Ocratossina nel vino dei paesi mediterranei. Un ostacolo alle vendite
Questa micotossina è cancerogena, nefrotossica e immunodepressiva. Limiti sempre più stringenti a livello mondiale. Occorre agire in campo, per ridurre le contaminazioni, ma anche in cantina con agenti assorbenti e ceppi selezionati.
Per la prima volta uno studio integrato dell’Università spagnola di Navarra ha messi in evidenza come i vini dei paesi mediterranei siano tutti contaminati con ocratossina, o meglio ocratossine.
L’ocratossina A, quella su cui oggi si stanno concentrando la maggior parte delle ricerche, è stata riscontrata nel 99% dei 96 campioni esaminati. Insieme all’ocratossina A sono stati anche trovati i suoi omologhi (OTB, OTC, MeOTA, MeOTB e EtOTB).
L’ocratossina A è stata trovata a livelli medi di 455 ng/l accompagnata però da livelli di OTB, nel 90% dei casi, con concentrazioni tra i 2,05 e i 119 ng/l. Trovata anche la presenza di OTC a concentrazioni di 31,5 ng/l..
Nel complesso è stata riscontrata una forte associazione statistica tra le concentrazioni di OTA-OTB e OTA-OTC. Meno stringente l’associazione con MeOTA, MeOTB e EtOTB. Nel 44,8% dei vini, le sei ocratossine sono apparse contemporaneamente.Al contrario di quanto ci si può aspettare non sono stati riscontrati livelli di ocraossine statisticamente più elevati tra i vini del sud e del nord Europa. Livelli sempre più alti sono invece stati riscontrati per i campioni provenienti dal Nord Africa.
Sempre più insistente l’attenzione mondiale verso questo composto. La Commissione europea ha varato un limite per la ocratossina A in 2 mg/l e molte altre nazioni, anche emergenti, starebbero interessandosi al tema.
Nel commercio mondiale del vino, la presenza di OTA potrebbe rappresentare un fattore di rischio che potrebbe persino indurre un cambio di costumi da parte dei consumatori, specie quelli nuovi
Da qui la necessità di tenere sotto stretto controllo i contenuti di ocratossina nei vini. E’ noto, sulla base di vari studi condotti a livello internazionale, che le concentrazioni più elevate si hanno nei vini rossi, a seguire i rosati e infine i bianchi.
Andrà quindi prestata particolare attenzione in campo alla lotta antifungina specie per i vitigni a bacca rossa.

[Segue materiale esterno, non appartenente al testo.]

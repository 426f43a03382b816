//! Attribute projection between source entities and target post operations.
//!
//! Different providers accept different field subsets when posting. Each
//! target operation declares the fields it expects as a descriptor constant;
//! projecting a source snapshot against a descriptor keeps exactly the fields
//! present on both sides, values untouched. The descriptors are the whole
//! contract: nothing here inspects types at runtime.

use std::collections::BTreeMap;
use std::fmt;

use serde::Serialize;

use crate::forge::{Comment, ItemState};

/// Canonical field names shared by every entity kind.
#[derive(Debug, Clone, Copy, PartialEq, Eq, PartialOrd, Ord, Serialize)]
#[serde(rename_all = "snake_case")]
pub enum Field {
    Id,
    Title,
    Description,
    Author,
    Status,
    Created,
    Url,
    Labels,
    Assignees,
    Comments,
    SourceBranch,
    TargetBranch,
    Tag,
}

impl fmt::Display for Field {
    fn fmt(&self, f: &mut fmt::Formatter<'_>) -> fmt::Result {
        let name = match self {
            Self::Id => "id",
            Self::Title => "title",
            Self::Description => "description",
            Self::Author => "author",
            Self::Status => "status",
            Self::Created => "created",
            Self::Url => "url",
            Self::Labels => "labels",
            Self::Assignees => "assignees",
            Self::Comments => "comments",
            Self::SourceBranch => "source_branch",
            Self::TargetBranch => "target_branch",
            Self::Tag => "tag",
        };
        f.write_str(name)
    }
}

/// A field's value, copied verbatim from the source snapshot.
#[derive(Debug, Clone, PartialEq, Serialize)]
#[serde(untagged)]
pub enum FieldValue {
    Id(u64),
    Text(String),
    TextList(Vec<String>),
    Status(ItemState),
    Comments(Vec<Comment>),
}

/// Projected fields keyed by canonical name.
pub type FieldMap = BTreeMap<Field, FieldValue>;

/// Fields the issue-post operation consumes.
pub const ISSUE_POST_FIELDS: &[Field] = &[
    Field::Id,
    Field::Title,
    Field::Description,
    Field::Author,
    Field::Status,
    Field::Created,
    Field::Url,
    Field::Labels,
    Field::Assignees,
    Field::Comments,
];

/// Fields the pr-post operation consumes.
pub const PR_POST_FIELDS: &[Field] = &[
    Field::Id,
    Field::Title,
    Field::Description,
    Field::Author,
    Field::Status,
    Field::Created,
    Field::Url,
    Field::Labels,
    Field::Comments,
    Field::SourceBranch,
    Field::TargetBranch,
];

/// Fields the release-post operation consumes.
pub const RELEASE_POST_FIELDS: &[Field] = &[
    Field::Tag,
    Field::Title,
    Field::Description,
    Field::Created,
    Field::Url,
];

/// Keep the fields present in both the source snapshot and the descriptor.
///
/// Fields the descriptor names but the source did not populate (gated off by
/// configuration, or simply absent on that provider) are omitted.
pub fn project(source: &FieldMap, descriptor: &[Field]) -> FieldMap {
    descriptor
        .iter()
        .filter_map(|field| source.get(field).map(|value| (*field, value.clone())))
        .collect()
}

/// Typed accessors over a projected map, used by the writers.
pub trait FieldMapExt {
    fn text(&self, field: Field) -> Option<&str>;
    fn id(&self) -> Option<u64>;
    fn status(&self) -> Option<ItemState>;
    fn text_list(&self, field: Field) -> Option<&[String]>;
    fn comments(&self) -> &[Comment];
}

impl FieldMapExt for FieldMap {
    fn text(&self, field: Field) -> Option<&str> {
        match self.get(&field) {
            Some(FieldValue::Text(s)) => Some(s.as_str()),
            _ => None,
        }
    }

    fn id(&self) -> Option<u64> {
        match self.get(&Field::Id) {
            Some(FieldValue::Id(id)) => Some(*id),
            _ => None,
        }
    }

    fn status(&self) -> Option<ItemState> {
        match self.get(&Field::Status) {
            Some(FieldValue::Status(state)) => Some(*state),
            _ => None,
        }
    }

    fn text_list(&self, field: Field) -> Option<&[String]> {
        match self.get(&field) {
            Some(FieldValue::TextList(items)) => Some(items.as_slice()),
            _ => None,
        }
    }

    fn comments(&self) -> &[Comment] {
        match self.get(&Field::Comments) {
            Some(FieldValue::Comments(comments)) => comments.as_slice(),
            _ => &[],
        }
    }
}

#[cfg(test)]
mod tests {
    use super::*;

    fn snapshot() -> FieldMap {
        let mut map = FieldMap::new();
        map.insert(Field::Id, FieldValue::Id(7));
        map.insert(Field::Title, FieldValue::Text("fix the widget".into()));
        map.insert(Field::Status, FieldValue::Status(ItemState::Closed));
        map.insert(
            Field::Labels,
            FieldValue::TextList(vec!["bug".into(), "p1".into()]),
        );
        map.insert(Field::SourceBranch, FieldValue::Text("feature".into()));
        map
    }

    #[test]
    fn keeps_only_fields_on_both_sides() {
        let projected = project(&snapshot(), ISSUE_POST_FIELDS);
        assert!(projected.contains_key(&Field::Title));
        assert!(projected.contains_key(&Field::Labels));
        // issue-post does not take branches
        assert!(!projected.contains_key(&Field::SourceBranch));
        // never populated by the source
        assert!(!projected.contains_key(&Field::Url));
    }

    #[test]
    fn values_are_copied_verbatim() {
        let projected = project(&snapshot(), PR_POST_FIELDS);
        assert_eq!(projected.text(Field::SourceBranch), Some("feature"));
        assert_eq!(projected.status(), Some(ItemState::Closed));
        assert_eq!(
            projected.text_list(Field::Labels),
            Some(&["bug".to_string(), "p1".to_string()][..])
        );
    }

    #[test]
    fn projection_is_idempotent() {
        let source = snapshot();
        let once = project(&source, ISSUE_POST_FIELDS);
        let twice = project(&source, ISSUE_POST_FIELDS);
        assert_eq!(once, twice);
        // projecting a projection changes nothing either
        assert_eq!(project(&once, ISSUE_POST_FIELDS), once);
    }

    #[test]
    fn missing_fields_read_as_none() {
        let projected = project(&snapshot(), RELEASE_POST_FIELDS);
        assert_eq!(projected.text(Field::Tag), None);
        assert!(projected.comments().is_empty());
    }
}
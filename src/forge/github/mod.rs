//! GitHub adapter: full read path plus the posting policy.
//!
//! Posting rules:
//! - issues closed on the source are created, then closed right away;
//! - with `pr.as_issue`, PRs go through the issue path using the PR shorten
//!   flag for that one call;
//! - PRs still open on the source become closed placeholder issues when
//!   `pr.open_prs_as_issues` is set, so the target never gains synthetic PRs
//!   nobody can review;
//! - everything else becomes a real PR, closed immediately after creation.
//!
//! Comment replay for real PRs is a no-op for now; issue comments replay in
//! creation order.

mod internal;

use std::collections::BTreeMap;

use crate::config::{Config, EndpointSection};
use crate::error::{Error, Result};
use crate::forge::{
    compose, Comment, Issue, ItemState, ProjectReader, ProjectWriter, Provider, PullRequest,
    Release,
};
use crate::projection::{Field, FieldMap, FieldMapExt};
use crate::provenance;

/// One GitHub project, readable and writable.
pub struct GitHubProject {
    api: internal::Api,
    repo: String, // owner/repo
    config: Config,
}

impl GitHubProject {
    pub fn new(endpoint: &EndpointSection, config: &Config) -> Result<Self> {
        let repo = format!("{}/{}", endpoint.namespace, endpoint.repo);
        let api = internal::Api::new(&endpoint.api_url, repo.clone(), endpoint.token.clone())?;
        Ok(Self {
            api,
            repo,
            config: config.clone(),
        })
    }
}

impl ProjectReader for GitHubProject {
    fn provider(&self) -> Provider {
        Provider::GitHub
    }

    fn project_url(&self) -> String {
        format!("https://github.com/{}", self.repo)
    }

    fn list_issues(&self) -> Result<BTreeMap<u64, Issue>> {
        let issues = self.api.list_issues()?;
        Ok(issues.into_iter().map(|i| (i.number, i)).collect())
    }

    fn list_pull_requests(&self) -> Result<BTreeMap<u64, PullRequest>> {
        let prs = self.api.list_pull_requests()?;
        Ok(prs.into_iter().map(|pr| (pr.number, pr)).collect())
    }

    fn list_releases(&self) -> Result<Vec<Release>> {
        self.api.list_releases()
    }

    fn list_issue_comments(&self, number: u64) -> Result<Vec<Comment>> {
        self.api.list_comments(number)
    }

    fn list_pr_comments(&self, number: u64) -> Result<Vec<Comment>> {
        // conversation comments share the issues endpoint
        self.api.list_comments(number)
    }
}

impl ProjectWriter for GitHubProject {
    fn provider(&self) -> Provider {
        Provider::GitHub
    }

    fn post_issue(&self, fields: &FieldMap, shorten: bool) -> Result<()> {
        let post = compose::issue_post(fields, shorten)?;
        let number = self.api.create_issue(&post)?;

        if let Some(state) = fields.status() {
            if !state.is_open() {
                self.api.close_issue(number)?;
            }
        }

        for comment in &post.comments {
            self.api
                .comment_on_issue(number, &provenance::render_comment(comment))?;
        }

        Ok(())
    }

    fn post_pull_request(&self, fields: &FieldMap) -> Result<()> {
        if self.config.pr.as_issue {
            // effective shorten mode for this call only
            return self.post_issue(fields, self.config.pr.shorten);
        }

        if fields.status() == Some(ItemState::Open) && self.config.pr.open_prs_as_issues {
            let id = fields.id().ok_or(Error::MissingField(Field::Id))?;
            let author = fields
                .text(Field::Author)
                .ok_or(Error::MissingField(Field::Author))?;
            return self.post_placeholder(
                &provenance::open_pr_placeholder_title(id),
                &provenance::open_pr_placeholder_body(
                    fields.text(Field::Url),
                    fields.text(Field::Created),
                    author,
                ),
            );
        }

        let post = compose::pr_post(fields)?;
        let number = self.api.create_pull_request(&post)?;
        // the target copy is historical, not actionable
        self.api.close_pull_request(number)?;

        Ok(())
    }

    fn post_release(&self, fields: &FieldMap) -> Result<()> {
        let post = compose::release_post(fields)?;
        self.api.create_release(&post)
    }

    fn post_placeholder(&self, title: &str, body: &str) -> Result<()> {
        let post = compose::IssuePost {
            title: title.to_string(),
            body: body.to_string(),
            labels: None,
            assignees: None,
            comments: Vec::new(),
        };
        let number = self.api.create_issue(&post)?;
        self.api.close_issue(number)
    }
}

Ideale sarebbe la possibilità, prima di giungere in cantina e andare in vinificaizone, di procedere a una vagliatura delle uve per eliminare quelle che presentano sintomi di attacco fungino e quindi contaminazioni da Aspergillus carbonarius.
In caso tale pratica sia impossibile è anche possibile intervenire in cantina, anche se con poche risorse e risultati non sempre all’altezza delle aspettative.
Alcuni agenti chiarificanti hanno mostrato una buona efficacia nell’abbattere il tenore in OTA. In particolare avrebbero mostrato i maggiori benefici i chitoni adsorbenti biodegradabili e non allegenici.
La nuova frontiera, però, secondo tutti i ricercatori, è l’utilizzo di metodi microbiologici. E’ infatti noto, a livello di ricerca in vitro, che alcuni ceppi di lieviti e di batteri sono in gradi di assorbire le ocratossine.
A questo proposito sono interessanti i risultati di uno dei primi studi applicati, da parte dell’Università ungherese di Eszterhazy Karoly.
La ricerca ha cercato di verificare l’attitudine di alcuni ceppi selezionati di Saccharomyces cerevisiae di assorbire o comunque demolire l’ocratossina A durante i processi di fermentazione.
Interessante notare come, secondo lo studio, l’aggiunta di lieviti ha fatto diminuire la concentrazione di Ota del 73-90% nella fase liquida, mentre il tenore di ocratossina è aumentato continuativamente, durante la fermentazione malolattica, nelle fece.
Questi risultati spiegano perchè l’utilizzo di chiarificanti portino a una diminuzione del contenuto di OTA ma forniscono anche indicazioni operative in cantina, in particolare riguardo alla movimentazione, con batonage o rimontaggi, delle fece che potrebbe causare, specie nell’imminenza dell’imbottigliamento, a un incremento delle concentrazioni di ocratossina A nel vino.